Commonly Used "Nutrition" Indicators Do Not Predict Outcome in the Critically Ill: A Systematic Review
Nutrition in Clinical Practice. 2013 Aug; 28(4):463-84. doi: 10.1177/0884533613486297.
Ferrie, S., & Allman-Farinelli, M.
Abstract
Background: In everyday practice, clinicians use a variety of anthropometric, biochemical, and clinical indicators to monitor nutrition therapy, but these have limitations in the critically ill. This systematic review of randomized controlled trials aimed to assess whether commonly used anthropometric, biochemical, and clinical nutrition indicators are predictive of patient outcomes in the critically ill.
Materials and Methods: A computerized bibliographic search was performed using MEDLINE, EMBASE, and CINAHL from 1950 to December 2012, as well as a citation review of relevant articles.
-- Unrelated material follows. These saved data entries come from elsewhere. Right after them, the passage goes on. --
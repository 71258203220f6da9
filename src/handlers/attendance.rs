//! Student submissions and the teacher's attendance view.

use crate::app_state::AppState;
use crate::domain::{AttendanceError, AttendanceResult, QrPayload, SessionId, User, UserId};
use crate::handlers::sessions::SessionRequest;
use crate::handlers::shared_types::{parse_session_id, Caller, MessageResponse};
use axum::{extract::State, Json};
use chrono::Utc;
use serde::{Deserialize, Serialize};

// ============================================================================
// Request/Response Types
// ============================================================================

#[derive(Debug, Default, Deserialize)]
#[serde(rename_all = "camelCase", default)]
pub struct MarkAttendanceRequest {
    // ---
    #[serde(flatten)]
    pub caller: Caller,
    pub session_id: String,
    pub token: String,
}

/// Submission of the raw string decoded from a QR code.
#[derive(Debug, Default, Deserialize)]
#[serde(default)]
pub struct ScanRequest {
    // ---
    #[serde(flatten)]
    pub caller: Caller,
    pub payload: String,
}

#[derive(Debug, Serialize)]
pub struct AttendanceResponse {
    // ---
    pub attendance: Vec<UserId>,
}

// ============================================================================
// Helper Functions
// ============================================================================

/// Authenticates the caller and applies the student role gate.
///
/// Runs before any session input is parsed, so a non-student always gets
/// `Unauthorized` regardless of what else the body holds.
async fn authorize_student(state: &AppState, caller: &Caller) -> AttendanceResult<User> {
    // ---
    let student = state
        .identity()
        .authorize(&caller.user_id, &caller.auth_token)
        .await?;

    if let Err(err) = state.ledger().ensure_can_mark(&student) {
        if let Some(reason) = rejection_reason(&err) {
            state.metrics().record_attendance_rejected(reason);
        }
        return Err(err);
    }

    Ok(student)
}

/// Runs the ledger and keeps the accepted/rejected counters in step.
async fn record_presence(
    state: &AppState,
    student: &User,
    session_id: SessionId,
    token: &str,
) -> AttendanceResult<Json<MessageResponse>> {
    // ---
    let outcome = state
        .ledger()
        .mark_attendance(student, session_id, token, Utc::now())
        .await;

    match outcome {
        Ok(()) => {
            state.metrics().record_attendance_marked();
            Ok(Json(MessageResponse {
                message: "Attendance marked",
            }))
        }
        Err(err) => {
            if let Some(reason) = rejection_reason(&err) {
                state.metrics().record_attendance_rejected(reason);
            }
            Err(err)
        }
    }
}

fn rejection_reason(err: &AttendanceError) -> Option<&'static str> {
    // ---
    match err {
        AttendanceError::InvalidOrExpiredToken => Some("invalid_or_expired_token"),
        AttendanceError::AlreadyMarked => Some("already_marked"),
        AttendanceError::Unauthorized => Some("unauthorized"),
        _ => None,
    }
}

// ============================================================================
// Handlers
// ============================================================================

/// POST /mark-attendance
///
/// # Errors
/// - 403 if the caller is not an authenticated student
/// - 400 if the token is not the session's current one or has expired
/// - 409 if the student was already marked present
#[tracing::instrument(skip(state, req), fields(session_id = %req.session_id))]
pub async fn mark_attendance(
    State(state): State<AppState>,
    Json(req): Json<MarkAttendanceRequest>,
) -> AttendanceResult<Json<MessageResponse>> {
    // ---
    let student = authorize_student(&state, &req.caller).await?;
    let session_id = parse_session_id(&req.session_id, AttendanceError::InvalidOrExpiredToken)?;

    record_presence(&state, &student, session_id, &req.token).await
}

/// POST /scan
///
/// Same as `/mark-attendance`, but takes the QR content verbatim.
///
/// # Errors
/// As `/mark-attendance`, plus 400 for a malformed payload.
#[tracing::instrument(skip(state, req))]
pub async fn scan(
    State(state): State<AppState>,
    Json(req): Json<ScanRequest>,
) -> AttendanceResult<Json<MessageResponse>> {
    // ---
    let student = authorize_student(&state, &req.caller).await?;
    let payload: QrPayload = req.payload.parse()?;

    record_presence(&state, &student, payload.session_id, &payload.token).await
}

/// POST /get-attendance
///
/// Lists the students marked present. Order is unspecified.
///
/// # Errors
/// 403 if the session is unknown or the caller is not its owner.
#[tracing::instrument(skip(state, req), fields(session_id = %req.session_id))]
pub async fn get_attendance(
    State(state): State<AppState>,
    Json(req): Json<SessionRequest>,
) -> AttendanceResult<Json<AttendanceResponse>> {
    // ---
    let teacher = state
        .identity()
        .authorize(&req.caller.user_id, &req.caller.auth_token)
        .await?;
    let session_id = parse_session_id(&req.session_id, AttendanceError::Unauthorized)?;

    let attendance = state.ledger().get_attendance(&teacher, session_id).await?;

    Ok(Json(AttendanceResponse { attendance }))
}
Randomized clinical trials of any nutrition interventions in critically ill patients were included if they reported any nutrition indicator after baseline and any clinically meaningful outcome variables. Information about study quality, setting, and findings was extracted using standardized protocols. Because of the heterogeneity of study characteristics, only a narrative synthesis was undertaken.
Results: Of 223 studies obtained with the search strategy, 2 independent reviewers identified selected 51 studies meeting the eligibility criteria. These reported indicators such as serum albumin, serum prealbumin (transthyretin), retinol-binding protein, transferrin, and lymphocytes. Thirty studies did not report a significant difference in clinical outcomes. Of the remainder, the number of studies supporting a statistical relationship between outcome and particular nutrition indicators was equal to, or outnumbered by, the studies not supporting such a relationship.
Conclusion: None of the commonly used nutrition monitoring parameters demonstrated consistent associations with outcome in randomized controlled trials. Development of nutrition indicators other than laboratory tests that are more closely linked to the patient's clinical progress should be a priority.